Le succès d’un réseau de franchise repose sur la vitalité de ses membres. Or, l’entreprise franchisée, comme toute entité économique, est soumise au cycle de vie de son dirigeant.
Le temps qui passe confronte inéluctablement les franchisés aux questions de la transmission en franchise de leur entreprise – que ce soit par cession du fonds de commerce, des titres de société (en tout ou partie), ou par transmission familiale – en vue d’une retraite ou dans l’anticipation d’une succession.
En parallèle, le franchiseur lui-même n’est pas à l’abri des mêmes dynamiques. Le vieillissement de la tête de réseau, la nécessité de capitaux frais, ou la volonté des fondateurs de se retirer peuvent mener à une cession de la société franchiseur, à l’entrée de fonds d’investissement (fonds de pension, private equity) ou à une transmission managériale.
Dans un secteur où le contrat de franchise est fondamentalement intuitu personae, ces événements majeurs, tant chez le franchisé que chez le franchiseur, créent un climat anxiogène considérable et appellent une gestion stratégique rigoureuse pour maintenir l’équilibre et la confiance au sein du réseau.
L’enjeu de la transmission chez le franchisé : préparer la sortie et sécuriser la continuité
Pour le franchisé, la transmission de son entreprise est un acte souvent unique et crucial, impliquant des enjeux financiers, fiscaux et, surtout, contractuels vis-à-vis du franchiseur.
Les motivations et les modalités de la transmission
La transmission peut prendre plusieurs formes, dépassant la seule vente du fonds de commerce :
- Cession des titres de la société d’exploitation (SARL, SAS, etc.) : plus fréquente pour les entreprises matures, cette cession est fiscalement avantageuse et permet de transmettre l’intégralité de la structure juridique.

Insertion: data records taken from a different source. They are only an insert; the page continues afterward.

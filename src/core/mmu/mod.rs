// SPDX-License-Identifier: Apache-2.0
// Copyright 2025 itsakeyfut
//
// Licensed under the Apache License, Version 2.0 (the "License");
// you may not use this file except in compliance with the License.
// You may obtain a copy of the License at
//
//     http://www.apache.org/licenses/LICENSE-2.0
//
// Unless required by applicable law or agreed to in writing, software
// distributed under the License is distributed on an "AS IS" BASIS,
// WITHOUT WARRANTIES OR CONDITIONS OF ANY KIND, either express or implied.
// See the License for the specific language governing permissions and
// limitations under the License.

//! Virtual to physical address translation
//!
//! The guest uses the MIPS segment layout:
//!
//! | Segment | Virtual Range           | Mode   | Translation                  |
//! |---------|-------------------------|--------|------------------------------|
//! | kuseg   | 0x00000000-0x7FFFFFFF   | any    | TLB (fixed when paging off)  |
//! | kseg0   | 0x80000000-0x9FFFFFFF   | kernel | fixed, cached                |
//! | kseg1   | 0xA0000000-0xBFFFFFFF   | kernel | fixed, uncached              |
//! | kseg2   | 0xC0000000-0xFFFFFFFF   | kernel | TLB (fixed when paging off)  |
//!
//! Mapped lookups first consult a small fully-associative translation cache
//! (the micro-TLB) and fall back to the 64-entry TLB the guest maintains.
//! The micro-TLB is flushed whenever the TLB or the current ASID changes, so a
//! hit always agrees with a full lookup.
//!
//! Translation never mutates guest-visible state. Faults are returned to the
//! CPU, which raises the matching exception before the access has any effect.

use bincode::{Decode, Encode};

use crate::core::error::SerializationError;
use crate::core::memory::PHYS_MASK;

mod tlb;

#[cfg(test)]
mod tests;

pub use tlb::{PageFlags, TlbEntry, MICRO_TLB_ENTRIES, TLB_ENTRIES};

/// Kind of memory access being translated
#[derive(Debug, Clone, Copy, PartialEq, Eq, Hash)]
pub enum AccessKind {
    Fetch,
    Read,
    Write,
}

/// CPU privilege level
#[derive(Debug, Clone, Copy, PartialEq, Eq, Hash)]
pub enum PrivilegeMode {
    Kernel,
    User,
}

/// Why a translation failed
#[derive(Debug, Clone, Copy, PartialEq, Eq, Hash)]
pub enum FaultKind {
    /// No TLB entry matches
    TlbMiss,
    /// Matching entry is not valid
    Invalid,
    /// Write to a page without the dirty (writable) bit
    Modified,
    /// Instruction fetch from a no-execute page
    NoExecute,
    /// Segment not accessible in the current mode
    AddressError,
    /// Address not aligned to the access size
    Misaligned,
}

/// A failed translation
#[derive(Debug, Clone, Copy, PartialEq, Eq, Hash)]
pub struct Fault {
    pub kind: FaultKind,
    pub vaddr: u32,
    pub access: AccessKind,
}

impl Fault {
    /// Whether the fault is serviced by the user TLB refill vector
    pub fn is_refill(&self) -> bool {
        self.kind == FaultKind::TlbMiss && self.vaddr < 0x8000_0000
    }

    /// Whether the fault comes from the TLB (as opposed to segment or alignment checks)
    pub fn is_tlb(&self) -> bool {
        matches!(
            self.kind,
            FaultKind::TlbMiss | FaultKind::Invalid | FaultKind::Modified | FaultKind::NoExecute
        )
    }
}

/// Snapshot form of the MMU
#[derive(Debug, Clone, PartialEq, Eq, Encode, Decode)]
pub struct MmuState {
    pub entries: Vec<TlbEntry>,
    pub asid: u8,
}

/// Lookup counters
#[derive(Debug, Clone, Copy, Default, PartialEq, Eq)]
pub struct MmuStats {
    pub micro_hits: u64,
    pub table_hits: u64,
    pub misses: u64,
}

#[derive(Debug, Clone, Copy)]
struct MicroEntry {
    vpn: u32,
    asid: u8,
    global: bool,
    pfn: u32,
    flags: PageFlags,
}

/// Memory management unit
///
/// # Example
///
/// ```
/// use vmcore::core::mmu::{AccessKind, Mmu, PageFlags, PrivilegeMode, TlbEntry};
///
/// let mut mmu = Mmu::new(true);
/// mmu.write_entry(0, TlbEntry::mapping(0x0040_0000, 0, 0x0001_0000, PageFlags::VALID));
///
/// let paddr = mmu
///     .translate(0x0040_0123, AccessKind::Read, PrivilegeMode::User)
///     .unwrap();
/// assert_eq!(paddr, 0x0001_0123);
///
/// // The page is not writable
/// assert!(mmu
///     .translate(0x0040_0123, AccessKind::Write, PrivilegeMode::User)
///     .is_err());
/// ```
#[derive(Debug, Clone)]
pub struct Mmu {
    /// Paging for kuseg/kseg2; otherwise they map like kseg0
    enabled: bool,
    entries: [TlbEntry; TLB_ENTRIES],
    asid: u8,
    micro: [Option<MicroEntry>; MICRO_TLB_ENTRIES],
    micro_next: usize,
    stats: MmuStats,
}

impl Mmu {
    pub fn new(enabled: bool) -> Self {
        Self {
            enabled,
            entries: [TlbEntry::default(); TLB_ENTRIES],
            asid: 0,
            micro: [None; MICRO_TLB_ENTRIES],
            micro_next: 0,
            stats: MmuStats::default(),
        }
    }

    pub fn enabled(&self) -> bool {
        self.enabled
    }

    /// Clear the TLB and the translation cache
    pub fn reset(&mut self) {
        self.entries = [TlbEntry::default(); TLB_ENTRIES];
        self.asid = 0;
        self.flush();
    }

    /// Switch paging for kuseg/kseg2 on or off
    pub fn set_enabled(&mut self, enabled: bool) {
        if self.enabled != enabled {
            self.enabled = enabled;
            self.flush();
        }
    }

    /// Drop every cached translation
    pub fn flush(&mut self) {
        self.micro = [None; MICRO_TLB_ENTRIES];
        self.micro_next = 0;
    }

    pub fn asid(&self) -> u8 {
        self.asid
    }

    /// Switch address space
    pub fn set_asid(&mut self, asid: u8) {
        let asid = asid & 0x3F;
        if asid != self.asid {
            self.asid = asid;
            self.flush();
        }
    }

    pub fn stats(&self) -> MmuStats {
        self.stats
    }

    /// Translate and check alignment for a `size`-byte access
    #[inline]
    pub fn translate_access(
        &mut self,
        vaddr: u32,
        size: u32,
        access: AccessKind,
        mode: PrivilegeMode,
    ) -> Result<u32, Fault> {
        if vaddr & (size - 1) != 0 {
            return Err(Fault {
                kind: FaultKind::Misaligned,
                vaddr,
                access,
            });
        }
        self.translate(vaddr, access, mode)
    }

    /// Translate a virtual address
    #[inline]
    pub fn translate(
        &mut self,
        vaddr: u32,
        access: AccessKind,
        mode: PrivilegeMode,
    ) -> Result<u32, Fault> {
        if mode == PrivilegeMode::User && vaddr >= 0x8000_0000 {
            return Err(Fault {
                kind: FaultKind::AddressError,
                vaddr,
                access,
            });
        }

        match vaddr >> 29 {
            // kseg0 / kseg1
            4 | 5 => Ok(vaddr & PHYS_MASK),
            _ if !self.enabled => Ok(vaddr & PHYS_MASK),
            _ => self.lookup(vaddr, access),
        }
    }

    fn lookup(&mut self, vaddr: u32, access: AccessKind) -> Result<u32, Fault> {
        let vpn = vaddr >> 12;
        let asid = self.asid;

        let cached = self
            .micro
            .iter()
            .flatten()
            .find(|e| e.vpn == vpn && (e.global || e.asid == asid))
            .copied();

        let entry = match cached {
            Some(entry) => {
                self.stats.micro_hits += 1;
                entry
            }
            None => {
                let Some(found) = self.entries.iter().find(|e| e.matches(vpn, asid)) else {
                    self.stats.misses += 1;
                    return Err(Fault {
                        kind: FaultKind::TlbMiss,
                        vaddr,
                        access,
                    });
                };
                self.stats.table_hits += 1;
                let entry = MicroEntry {
                    vpn,
                    asid: found.asid(),
                    global: found.flags().contains(PageFlags::GLOBAL),
                    pfn: found.pfn(),
                    flags: found.flags(),
                };
                self.micro[self.micro_next] = Some(entry);
                self.micro_next = (self.micro_next + 1) % MICRO_TLB_ENTRIES;
                entry
            }
        };

        let kind = if !entry.flags.contains(PageFlags::VALID) {
            Some(FaultKind::Invalid)
        } else if access == AccessKind::Write && !entry.flags.contains(PageFlags::DIRTY) {
            Some(FaultKind::Modified)
        } else if access == AccessKind::Fetch && entry.flags.contains(PageFlags::NO_EXEC) {
            Some(FaultKind::NoExecute)
        } else {
            None
        };

        match kind {
            Some(kind) => Err(Fault { kind, vaddr, access }),
            None => Ok(((entry.pfn << 12) | (vaddr & 0xFFF)) & PHYS_MASK),
        }
    }

    /// Read a TLB entry (TLBR)
    pub fn read_entry(&self, index: usize) -> TlbEntry {
        self.entries[index % TLB_ENTRIES]
    }

    /// Write a TLB entry (TLBWI/TLBWR)
    pub fn write_entry(&mut self, index: usize, entry: TlbEntry) {
        let index = index % TLB_ENTRIES;
        log::trace!(
            "TLB[{}] <- hi=0x{:08X} lo=0x{:08X}",
            index,
            entry.hi,
            entry.lo
        );
        self.entries[index] = entry;
        self.flush();
    }

    /// Find the entry matching EntryHi's VPN and ASID (TLBP)
    pub fn probe(&self, entry_hi: u32) -> Option<usize> {
        let probe = TlbEntry::new(entry_hi, 0);
        self.entries
            .iter()
            .position(|e| e.matches(probe.vpn(), probe.asid()))
    }

    pub fn state(&self) -> MmuState {
        MmuState {
            entries: self.entries.to_vec(),
            asid: self.asid,
        }
    }

    pub fn validate(state: &MmuState) -> Result<(), SerializationError> {
        if state.entries.len() != TLB_ENTRIES {
            return Err(SerializationError::Decode(format!(
                "expected {} TLB entries, found {}",
                TLB_ENTRIES,
                state.entries.len()
            )));
        }
        Ok(())
    }

    /// Restore TLB contents accepted by [`validate`](Self::validate)
    ///
    /// The translation cache is always flushed.
    pub fn restore(&mut self, state: &MmuState) {
        for (entry, saved) in self.entries.iter_mut().zip(&state.entries) {
            *entry = *saved;
        }
        self.asid = state.asid & 0x3F;
        self.flush();
    }
}

impl Default for Mmu {
    fn default() -> Self {
        Self::new(false)
    }
}
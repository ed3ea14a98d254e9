// SPDX-License-Identifier: Apache-2.0
// Copyright 2025 itsakeyfut
//
// Licensed under the Apache License, Version 2.0 (the "License");
// you may not use this file except in compliance with the License.
// You may obtain a copy of the License at
//
//     http://www.apache.org/licenses/LICENSE-2.0
//
// Unless required by applicable law or agreed to in writing, software
// distributed under the License is distributed on an "AS IS" BASIS,
// WITHOUT WARRANTIES OR CONDITIONS OF ANY KIND, either express or implied.
// See the License for the specific language governing permissions and
// limitations under the License.

//! Helpers shared by the integration tests

pub mod assertions;
pub mod fixtures;
pub mod programs;
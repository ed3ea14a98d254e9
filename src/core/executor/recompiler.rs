// SPDX-License-Identifier: Apache-2.0
// Copyright 2025 itsakeyfut
//
// Licensed under the Apache License, Version 2.0 (the "License");
// you may not use this file except in compliance with the License.
// You may obtain a copy of the License at
//
//     http://www.apache.org/licenses/LICENSE-2.0
//
// Unless required by applicable law or agreed to in writing, software
// distributed under the License is distributed on an "AS IS" BASIS,
// WITHOUT WARRANTIES OR CONDITIONS OF ANY KIND, either express or implied.
// See the License for the specific language governing permissions and
// limitations under the License.

//! Block translating strategy
//!
//! Straight-line guest code is decoded into a [`CompiledBlock`] and its
//! register-only runs are compiled to host code by the [`JitCompiler`]. A
//! block runs up to and including a branch and its delay slot, never crosses
//! a page, and stops before any instruction that changes privilege,
//! translation or exception state. Those run through the interpreter path,
//! as do the memory, control transfer and coprocessor instructions inside a
//! block.
//!
//! A cached block is reused only while its virtual page still translates to
//! the physical page it was read from and that page has not been written
//! since. While a block runs, it ends early when:
//!
//! - the next scheduled event (or the run target) comes due
//! - an instruction touched a device register
//! - a store wrote to the block's own code page
//! - an exception or interrupt redirected the program counter
//!
//! so the instruction boundaries where events fire and interrupts are taken
//! match the interpreter exactly. A compiled run is entered only when the
//! whole run fits in the remaining budget and no delay slot is pending;
//! otherwise its instructions are executed one at a time.

use std::ops::Range;

use super::block_cache::{BlockCache, BlockId, CacheStats, CompiledBlock, NativeSegment};
use super::jit::{self, JitCompiler};
use super::{interpret_one, Hardware, UnitOutcome};
use crate::core::cpu::{decode, Op};
use crate::core::error::{FatalError, Result};
use crate::core::memory::{AddressSpace, PAGE_SIZE};
use crate::core::mmu::AccessKind;
use crate::core::timing::Cycle;

/// Compiled functions (live or stale) per cache slot before the JIT memory
/// is reclaimed
const STALE_CODE_FACTOR: usize = 4;

pub struct Recompiler {
    cache: BlockCache,
    jit: Option<JitCompiler>,
    max_block_instructions: usize,
    native_instructions: u64,
    fallback_instructions: u64,
}

impl Recompiler {
    pub fn new(capacity: usize, max_block_instructions: usize) -> Self {
        Self {
            cache: BlockCache::new(capacity),
            jit: None,
            max_block_instructions: max_block_instructions.max(1),
            native_instructions: 0,
            fallback_instructions: 0,
        }
    }

    pub fn cache(&self) -> &BlockCache {
        &self.cache
    }

    pub fn max_block_instructions(&self) -> usize {
        self.max_block_instructions
    }

    pub fn stats(&self) -> CacheStats {
        CacheStats {
            native_instructions: self.native_instructions,
            fallback_instructions: self.fallback_instructions,
            ..self.cache.stats()
        }
    }

    pub(super) fn reset_code_cache(&mut self, bus: &mut AddressSpace) {
        if !self.cache.is_empty() {
            log::debug!("Discarding {} translated blocks", self.cache.len());
        }
        self.cache.flush();
        self.release_code();
        bus.clear_code_pages();
    }

    pub(super) fn reset_stats(&mut self) {
        self.cache.reset_stats();
        self.native_instructions = 0;
        self.fallback_instructions = 0;
    }

    /// Free all host code; the cache must hold no blocks
    fn release_code(&mut self) {
        debug_assert!(self.cache.is_empty());
        if let Some(jit) = self.jit.take() {
            log::debug!("Releasing {} compiled functions", jit.functions());
            // SAFETY: the cache is empty, so no block refers to this code
            unsafe { jit.release() };
        }
    }

    /// Decode the block starting at `vaddr` (physical `paddr`)
    ///
    /// Returns `None` when the first instruction has to be interpreted.
    fn decode_block(&self, bus: &mut AddressSpace, vaddr: u32, paddr: u32) -> Option<CompiledBlock> {
        bus.mark_code_page(paddr);
        let generation = bus.page_generation(paddr);

        let mut ops = Vec::new();
        let mut addr = paddr;
        let mut in_delay_slot = false;
        while let Some(word) = bus.fetch_code(addr) {
            let op = decode(word);
            if op.needs_interpreter() {
                break;
            }
            ops.push((op, op.cycles()));
            if in_delay_slot || ops.len() >= self.max_block_instructions {
                break;
            }
            in_delay_slot = op.is_branch();

            addr = addr.wrapping_add(4);
            if addr % PAGE_SIZE == 0 {
                break;
            }
        }

        if ops.is_empty() {
            return None;
        }
        Some(CompiledBlock {
            vaddr,
            paddr,
            generation,
            ops,
            segments: Vec::new(),
        })
    }

    /// Compile the register-only runs of `block` to host code
    fn compile_segments(&mut self, block: &mut CompiledBlock) -> Result<()> {
        let runs = native_runs(&block.ops);
        if runs.is_empty() {
            return Ok(());
        }

        let pc = block.vaddr;
        let jit = match &mut self.jit {
            Some(jit) => jit,
            slot => slot.insert(
                JitCompiler::new().map_err(|reason| FatalError::Translation { pc, reason })?,
            ),
        };

        for run in runs {
            let ops: Vec<Op> = block.ops[run.clone()].iter().map(|&(op, _)| op).collect();
            let code = jit.compile(&ops).map_err(|reason| FatalError::Translation {
                pc: pc.wrapping_add(run.start as u32 * 4),
                reason,
            })?;
            let costs = &block.ops[run.clone()];
            let cycles: u64 = costs.iter().map(|&(_, cost)| cost as u64).sum();
            let last = costs.last().map_or(0, |&(_, cost)| cost as u64);
            block.segments.push(NativeSegment {
                start: run.start,
                len: run.len(),
                lead_cycles: cycles - last,
                cycles,
                code,
            });
        }
        Ok(())
    }

    /// Find a valid block for `pc`, translating it if needed
    ///
    /// `Ok(None)` means the instruction at `pc` must be interpreted: its fetch
    /// faults or it is not translatable.
    pub(super) fn find_block(&mut self, hw: &mut Hardware, pc: u32) -> Result<Option<(BlockId, bool)>> {
        if pc & 3 != 0 {
            return Ok(None);
        }
        let Ok(paddr) = hw.mmu.translate(pc, AccessKind::Fetch, hw.cpu.mode()) else {
            return Ok(None);
        };

        if let Some(id) = self.cache.lookup(pc) {
            let valid = self.cache.get(id).is_some_and(|block| {
                block.paddr == paddr && hw.bus.page_generation(paddr) == block.generation
            });
            if valid {
                return Ok(Some((id, false)));
            }
            self.cache.invalidate(id);
        }

        let Some(mut block) = self.decode_block(&mut hw.bus, pc, paddr) else {
            return Ok(None);
        };

        // Blocks dropped by a flush take their host code with them
        let stale_limit = self.cache.capacity().saturating_mul(STALE_CODE_FACTOR);
        let flushed = self.cache.ensure_room(pc, block.ops.len())?;
        if flushed || self.jit.as_ref().is_some_and(|jit| jit.functions() > stale_limit) {
            self.cache.flush();
            self.release_code();
        }

        self.compile_segments(&mut block)?;
        log::trace!(
            "Translated block at 0x{:08X} ({} instructions, {} native runs)",
            pc,
            block.ops.len(),
            block.segments.len()
        );
        let id = self.cache.insert(block)?;
        Ok(Some((id, true)))
    }

    pub(super) fn run_unit(&mut self, hw: &mut Hardware, now: Cycle, budget: Cycle) -> Result<UnitOutcome> {
        hw.bus.set_now(now);
        let pending = hw.bus.interrupt_pending();
        hw.cpu.service_interrupts(pending);

        let pc = hw.cpu.pc();
        let Some((id, compiled)) = self.find_block(hw, pc)? else {
            return Ok(interpret_one(hw, now));
        };
        let Some(block) = self.cache.get(id) else {
            return Ok(interpret_one(hw, now));
        };

        let code_page = block.paddr;
        let generation = block.generation;
        let io_before = hw.bus.io_accesses();
        let mut segments = block.segments.iter().peekable();
        let mut elapsed: Cycle = 0;
        let mut retired = 0;
        let mut index = 0;

        while index < block.ops.len() {
            if index > 0 {
                if hw.cpu.pc() != block.vaddr.wrapping_add(index as u32 * 4) {
                    break;
                }
                hw.bus.set_now(now + elapsed);
                let pending = hw.bus.interrupt_pending();
                if hw.cpu.service_interrupts(pending) {
                    break;
                }
            }

            if let Some(segment) = segments.next_if(|segment| segment.start == index) {
                if hw.cpu.at_plain_boundary() && elapsed + segment.lead_cycles < budget {
                    let (regs, hi, lo) = hw.cpu.native_registers();
                    // SAFETY: host code is released only after the cache
                    // holding this block has been flushed
                    unsafe { segment.code.call(regs, hi, lo) };
                    hw.cpu.retire_native(segment.len as u32);

                    elapsed += segment.cycles;
                    retired += segment.len as u64;
                    self.native_instructions += segment.len as u64;
                    index += segment.len;
                    if elapsed >= budget {
                        break;
                    }
                    continue;
                }
            }

            let (op, cost) = block.ops[index];
            let (cpu, mut port) = hw.split();
            cpu.execute(op, &mut port);
            elapsed += cost as Cycle;
            retired += 1;
            self.fallback_instructions += 1;
            index += 1;

            if elapsed >= budget || hw.bus.io_accesses() != io_before {
                break;
            }
            if op.is_store() && hw.bus.page_generation(code_page) != generation {
                log::debug!("Block at 0x{:08X} modified its own code", block.vaddr);
                break;
            }
        }

        Ok(UnitOutcome {
            cycles: elapsed,
            instructions: retired,
            blocks_executed: 1,
            blocks_compiled: compiled as u64,
        })
    }
}

impl Drop for Recompiler {
    fn drop(&mut self) {
        self.cache.flush();
        self.release_code();
    }
}

/// Maximal runs of instructions that can be compiled to host code
///
/// An instruction in a branch delay slot, or right after an instruction with
/// a load delay slot, is left to `CPU::execute` so that each run starts at a
/// plain instruction boundary.
pub(super) fn native_runs(ops: &[(Op, u32)]) -> Vec<Range<usize>> {
    let mut runs = Vec::new();
    let mut start = None;
    for (index, (op, _)) in ops.iter().enumerate() {
        let follows_delay = index > 0 && {
            let previous = ops[index - 1].0;
            previous.is_branch() || previous.has_load_delay()
        };
        let eligible = jit::is_native(op) && !follows_delay;
        match (eligible, start) {
            (true, None) => start = Some(index),
            (false, Some(first)) => {
                runs.push(first..index);
                start = None;
            }
            _ => {}
        }
    }
    if let Some(first) = start {
        runs.push(first..ops.len());
    }
    runs
}
// SPDX-License-Identifier: Apache-2.0
// Copyright 2025 itsakeyfut
//
// Licensed under the Apache License, Version 2.0 (the "License");
// you may not use this file except in compliance with the License.
// You may obtain a copy of the License at
//
//     http://www.apache.org/licenses/LICENSE-2.0
//
// Unless required by applicable law or agreed to in writing, software
// distributed under the License is distributed on an "AS IS" BASIS,
// WITHOUT WARRANTIES OR CONDITIONS OF ANY KIND, either express or implied.
// See the License for the specific language governing permissions and
// limitations under the License.

//! Host-side interfaces
//!
//! The core never talks to audio hardware or disc images directly. The audio
//! FIFO pushes its samples into an [`AudioSink`] and the disc port pulls
//! sectors from a [`SectorSource`]; frontends supply the implementations.

use std::collections::VecDeque;
use std::fs::File;
use std::io::{self, Read, Seek, SeekFrom};
use std::path::Path;
use std::sync::{Arc, Mutex, MutexGuard};

/// Bytes per disc sector
pub const SECTOR_SIZE: usize = 2048;

/// Receiver of interleaved stereo samples (left, right, left, ...)
pub trait AudioSink: Send {
    fn push_samples(&mut self, samples: &[i16]);
}

/// Sink that discards everything
#[derive(Debug, Default, Clone, Copy)]
pub struct NullAudioSink;

impl AudioSink for NullAudioSink {
    fn push_samples(&mut self, _samples: &[i16]) {}
}

/// Sink that queues stereo frames for a frontend to consume
///
/// Clones share the same queue, so one clone can be handed to the machine
/// while the frontend keeps another.
///
/// # Example
///
/// ```
/// use vmcore::core::system::host::{AudioSink, BufferedAudioSink};
///
/// let sink = BufferedAudioSink::new();
/// let mut machine_side = sink.clone();
/// machine_side.push_samples(&[100, -100, 200, -200]);
///
/// assert_eq!(sink.buffer_level(), 2);
/// assert_eq!(sink.take_samples(), vec![(100, -100), (200, -200)]);
/// ```
#[derive(Debug, Default, Clone)]
pub struct BufferedAudioSink {
    sample_queue: Arc<Mutex<VecDeque<(i16, i16)>>>,
}

impl BufferedAudioSink {
    pub fn new() -> Self {
        Self::default()
    }

    fn queue(&self) -> MutexGuard<'_, VecDeque<(i16, i16)>> {
        self.sample_queue
            .lock()
            .unwrap_or_else(|poisoned| poisoned.into_inner())
    }

    /// Number of queued stereo frames
    pub fn buffer_level(&self) -> usize {
        self.queue().len()
    }

    /// Drain every queued frame
    pub fn take_samples(&self) -> Vec<(i16, i16)> {
        self.queue().drain(..).collect()
    }
}

impl AudioSink for BufferedAudioSink {
    fn push_samples(&mut self, samples: &[i16]) {
        let mut queue = self.queue();
        queue.extend(samples.chunks_exact(2).map(|pair| (pair[0], pair[1])));
    }
}

/// Provider of 2048-byte disc sectors
pub trait SectorSource: Send {
    /// Number of readable sectors
    fn sector_count(&self) -> u32;

    /// Read sector `lba` into `buf`
    fn read_sector(&mut self, lba: u32, buf: &mut [u8; SECTOR_SIZE]) -> io::Result<()>;
}

fn out_of_range(lba: u32, count: u32) -> io::Error {
    io::Error::new(
        io::ErrorKind::UnexpectedEof,
        format!("sector {} beyond end of disc ({} sectors)", lba, count),
    )
}

/// Disc image held in memory
///
/// A trailing partial sector is padded with zeros.
#[derive(Debug, Clone, Default)]
pub struct MemorySectorSource {
    data: Vec<u8>,
}

impl MemorySectorSource {
    pub fn new(data: Vec<u8>) -> Self {
        Self { data }
    }
}

impl SectorSource for MemorySectorSource {
    fn sector_count(&self) -> u32 {
        self.data.len().div_ceil(SECTOR_SIZE) as u32
    }

    fn read_sector(&mut self, lba: u32, buf: &mut [u8; SECTOR_SIZE]) -> io::Result<()> {
        if lba >= self.sector_count() {
            return Err(out_of_range(lba, self.sector_count()));
        }
        let start = lba as usize * SECTOR_SIZE;
        let end = (start + SECTOR_SIZE).min(self.data.len());
        buf.fill(0);
        buf[..end - start].copy_from_slice(&self.data[start..end]);
        Ok(())
    }
}

/// Raw 2048-byte-per-sector image file
#[derive(Debug)]
pub struct FileSectorSource {
    file: File,
    sectors: u32,
}

impl FileSectorSource {
    /// Open an image; its size must be a whole number of sectors
    pub fn open(path: impl AsRef<Path>) -> io::Result<Self> {
        let file = File::open(path.as_ref())?;
        let len = file.metadata()?.len();
        if len % SECTOR_SIZE as u64 != 0 {
            return Err(io::Error::new(
                io::ErrorKind::InvalidData,
                format!("image size {} is not a multiple of {}", len, SECTOR_SIZE),
            ));
        }
        let sectors = u32::try_from(len / SECTOR_SIZE as u64)
            .map_err(|_| io::Error::new(io::ErrorKind::InvalidData, "image too large"))?;
        log::info!(
            "Opened disc image {} ({} sectors)",
            path.as_ref().display(),
            sectors
        );
        Ok(Self { file, sectors })
    }
}

impl SectorSource for FileSectorSource {
    fn sector_count(&self) -> u32 {
        self.sectors
    }

    fn read_sector(&mut self, lba: u32, buf: &mut [u8; SECTOR_SIZE]) -> io::Result<()> {
        if lba >= self.sectors {
            return Err(out_of_range(lba, self.sectors));
        }
        self.file
            .seek(SeekFrom::Start(lba as u64 * SECTOR_SIZE as u64))?;
        self.file.read_exact(buf)
    }
}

- Cession du fonds de commerce : cession de l’actif (clientèle, bail, matériel, droit au contrat de franchise et agrément).
- Transmission familiale : donation-partage, pacte Dutreil (sous conditions), ou vente au conjoint/enfants.
- Ouverture du capital : cession minoritaire ou majoritaire à un associé ou un tiers pour financer un nouveau projet ou organiser une sortie progressive.
Le rôle central du franchiseur et la clause intuitu personae
L’existence d’un lien contractuel fort intuitu personae place le franchiseur au cœur du processus de transmission. Le contrat de franchise prévoit systématiquement :
- Le droit d’agrément du repreneur : le franchisé ne peut céder son entreprise avec le contrat de franchise (fonds ou titres) qu’après avoir obtenu l’accord exprès du franchiseur sur la personne du repreneur.
- Ce droit est légitime, car la pérennité du réseau dépend de la qualité du nouveau franchisé (compétences, adhésion aux valeurs, capacité financière). C’est ici que l’expertise devient cruciale pour valider le profil du candidat.
- L’obligation de souscrire un nouveau contrat : le repreneur doit généralement signer un nouveau contrat de franchise aux conditions tarifaires et normatives en vigueur à la date de la cession.
Bon réflexe pour le franchisé : L’anticipation et la valorisation.
Le franchisé doit engager la réflexion très en amont de la date de sortie souhaitée. Il doit s’assurer que son entreprise est « transmissible » en mettant à jour ses outils de gestion, en clarifiant ses baux, et en s’assurant de la conformité de son exploitation aux standards du réseau via un audit. Une entreprise bien préparée et alignée sur le concept est mieux valorisée et facilite l’agrément.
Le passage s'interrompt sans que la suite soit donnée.